:: ACTIVITY ::
Write every record out again exactly as shown below.

:: PROVIDED ENTRIES ::

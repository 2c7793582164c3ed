//! Halo exchange between adjacent partitions.
//!
//! Each device owns a halo buffer of `lhalo + rhalo` elements:
//!
//! ```text
//! halo buffer of device d:  [ tail of d-1 : lhalo ][ head of d+1 : rhalo ]
//! ```
//!
//! Transfers run on a secondary queue per device so they never wait behind
//! interior compute. Fragments go through one host staging buffer with a
//! slot of `lhalo + rhalo` elements per donating device:
//!
//! ```text
//! slot of device d:  [ head of d : rhalo ][ tail of d : lhalo ]
//! ```

use crate::device::{Buffer, Event, HostBuffer, Queue};
use crate::error::StencilResult;
use crate::scalar::Scalar;
use crate::vector::DeviceVector;

/// Halo buffers and transfer queues of one filter instance.
pub(crate) struct HaloExchange<T> {
    lhalo: usize,
    rhalo: usize,
    /// Transfer queues; empty on a single device.
    secondary: Vec<Queue>,
    buffers: Vec<Buffer<T>>,
    staging: HostBuffer<T>,
}

/// `(has_left, has_right)` for device `d` of `devices`.
#[inline]
pub(crate) fn neighbours(d: usize, devices: usize) -> (bool, bool) {
    (d > 0, d + 1 < devices)
}

impl<T: Scalar> HaloExchange<T> {
    /// Allocates halo buffers on every device and, when there is more than
    /// one device, a transfer queue per device.
    pub fn new(queues: &[Queue], lhalo: usize, rhalo: usize) -> StencilResult<Self> {
        let width = lhalo + rhalo;
        let secondary = if queues.len() > 1 {
            queues.iter().map(Queue::sibling).collect::<StencilResult<Vec<_>>>()?
        } else {
            Vec::new()
        };
        let buffers = queues
            .iter()
            .map(|q| Buffer::new(q.context(), width))
            .collect::<StencilResult<Vec<_>>>()?;
        Ok(Self {
            lhalo,
            rhalo,
            secondary,
            buffers,
            staging: HostBuffer::new(queues.len() * width),
        })
    }

    /// Halo buffer of device `d`.
    #[inline]
    pub fn buffer(&self, d: usize) -> &Buffer<T> {
        &self.buffers[d]
    }

    /// Returns `true` if there are neighbours to exchange with.
    #[inline]
    pub fn is_distributed(&self) -> bool {
        !self.secondary.is_empty()
    }

    /// Issues the fragment reads from `x`.
    ///
    /// Each read waits for a marker on the device's primary queue, so work
    /// enqueued before this call (for example the writes producing `x`)
    /// completes first.
    pub fn issue_reads(&self, primary: &[Queue], x: &DeviceVector<T>) -> StencilResult<Vec<Event>> {
        let devices = self.secondary.len();
        let width = self.lhalo + self.rhalo;
        let mut events = Vec::with_capacity(2 * devices);

        for (d, queue) in self.secondary.iter().enumerate() {
            let (has_left, has_right) = neighbours(d, devices);
            let ready = [primary[d].enqueue_marker()?];
            let part = x.part_size(d);
            let slot = d * width;

            if has_left && self.rhalo > 0 {
                events.push(queue.enqueue_read_buffer(x.buffer(d), 0, self.rhalo, &self.staging, slot, &ready)?);
            }
            if has_right && self.lhalo > 0 {
                events.push(queue.enqueue_read_buffer(
                    x.buffer(d),
                    part - self.lhalo,
                    self.lhalo,
                    &self.staging,
                    slot + self.rhalo,
                    &ready,
                )?);
            }
        }
        Ok(events)
    }

    /// Waits for `reads` and writes every device's halo buffer on its
    /// primary queue.
    pub fn apply(&self, primary: &[Queue], reads: &[Event]) -> StencilResult<()> {
        Event::wait_all(reads)?;

        let devices = self.secondary.len();
        let width = self.lhalo + self.rhalo;
        for (d, queue) in primary.iter().enumerate().take(devices) {
            let (has_left, has_right) = neighbours(d, devices);
            if has_left && self.lhalo > 0 {
                let start = (d - 1) * width + self.rhalo;
                let tail = self.staging.snapshot(start..start + self.lhalo)?;
                queue.enqueue_write_buffer(&self.buffers[d], 0, tail, &[])?;
            }
            if has_right && self.rhalo > 0 {
                let start = (d + 1) * width;
                let head = self.staging.snapshot(start..start + self.rhalo)?;
                queue.enqueue_write_buffer(&self.buffers[d], self.lhalo, head, &[])?;
            }
        }
        Ok(())
    }
}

:: REPLY ::
repository 2c7793582164c3ed
//! Halo exchange between adjacent partitions.
//!
//! Each device owns a halo buffer of `lhalo + rhalo` elements:
//!
//! ```text
//! halo buffer of device d:  [ tail of d-1 : lhalo ][ head of d+1 : rhalo ]
//! ```
//!
//! Transfers run on a secondary queue per device so they never wait behind
//! interior compute. Fragments go through one host staging buffer with a
//! slot of `lhalo + rhalo` elements per donating device:
//!
//! ```text
//! slot of device d:  [ head of d : rhalo ][ tail of d : lhalo ]
//! ```

use crate::device::{Buffer, Event, HostBuffer, Queue};
use crate::error::StencilResult;
use crate::scalar::Scalar;
use crate::vector::DeviceVector;

/// Halo buffers and transfer queues of one filter instance.
pub(crate) struct HaloExchange<T> {
    lhalo: usize,
    rhalo: usize,
    /// Transfer queues; empty on a single device.
    secondary: Vec<Queue>,
    buffers: Vec<Buffer<T>>,
    staging: HostBuffer<T>,
}

/// `(has_left, has_right)` for device `d` of `devices`.
#[inline]
pub(crate) fn neighbours(d: usize, devices: usize) -> (bool, bool) {
    (d > 0, d + 1 < devices)
}

impl<T: Scalar> HaloExchange<T> {
    /// Allocates halo buffers on every device and, when there is more than
    /// one device, a transfer queue per device.
    pub fn new(queues: &[Queue], lhalo: usize, rhalo: usize) -> StencilResult<Self> {
        let width = lhalo + rhalo;
        let secondary = if queues.len() > 1 {
            queues.iter().map(Queue::sibling).collect::<StencilResult<Vec<_>>>()?
        } else {
            Vec::new()
        };
        let buffers = queues
            .iter()
            .map(|q| Buffer::new(q.context(), width))
            .collect::<StencilResult<Vec<_>>>()?;
        Ok(Self {
            lhalo,
            rhalo,
            secondary,
            buffers,
            staging: HostBuffer::new(queues.len() * width),
        })
    }

    /// Halo buffer of device `d`.
    #[inline]
    pub fn buffer(&self, d: usize) -> &Buffer<T> {
        &self.buffers[d]
    }

    /// Returns `true` if there are neighbours to exchange with.
    #[inline]
    pub fn is_distributed(&self) -> bool {
        !self.secondary.is_empty()
    }

    /// Issues the fragment reads from `x`.
    ///
    /// Each read waits for a marker on the device's primary queue, so work
    /// enqueued before this call (for example the writes producing `x`)
    /// completes first.
    pub fn issue_reads(&self, primary: &[Queue], x: &DeviceVector<T>) -> StencilResult<Vec<Event>> {
        let devices = self.secondary.len();
        let width = self.lhalo + self.rhalo;
        let mut events = Vec::with_capacity(2 * devices);

        for (d, queue) in self.secondary.iter().enumerate() {
            let (has_left, has_right) = neighbours(d, devices);
            let ready = [primary[d].enqueue_marker()?];
            let part = x.part_size(d);
            let slot = d * width;

            if has_left && self.rhalo > 0 {
                events.push(queue.enqueue_read_buffer(x.buffer(d), 0, self.rhalo, &self.staging, slot, &ready)?);
            }
            if has_right && self.lhalo > 0 {
                events.push(queue.enqueue_read_buffer(
                    x.buffer(d),
                    part - self.lhalo,
                    self.lhalo,
                    &self.staging,
                    slot + self.rhalo,
                    &ready,
                )?);
            }
        }
        Ok(events)
    }

    /// Waits for `reads` and writes every device's halo buffer on its
    /// primary queue.
    pub fn apply(&self, primary: &[Queue], reads: &[Event]) -> StencilResult<()> {
        Event::wait_all(reads)?;

        let devices = self.secondary.len();
        let width = self.lhalo + self.rhalo;
        for (d, queue) in primary.iter().enumerate().take(devices) {
            let (has_left, has_right) = neighbours(d, devices);
            if has_left && self.lhalo > 0 {
                let start = (d - 1) * width + self.rhalo;
                let tail = self.staging.snapshot(start..start + self.lhalo)?;
                queue.enqueue_write_buffer(&self.buffers[d], 0, tail, &[])?;
            }
            if has_right && self.rhalo > 0 {
                let start = (d + 1) * width;
                let head = self.staging.snapshot(start..start + self.rhalo)?;
                queue.enqueue_write_buffer(&self.buffers[d], self.lhalo, head, &[])?;
            }
        }
        Ok(())
    }
}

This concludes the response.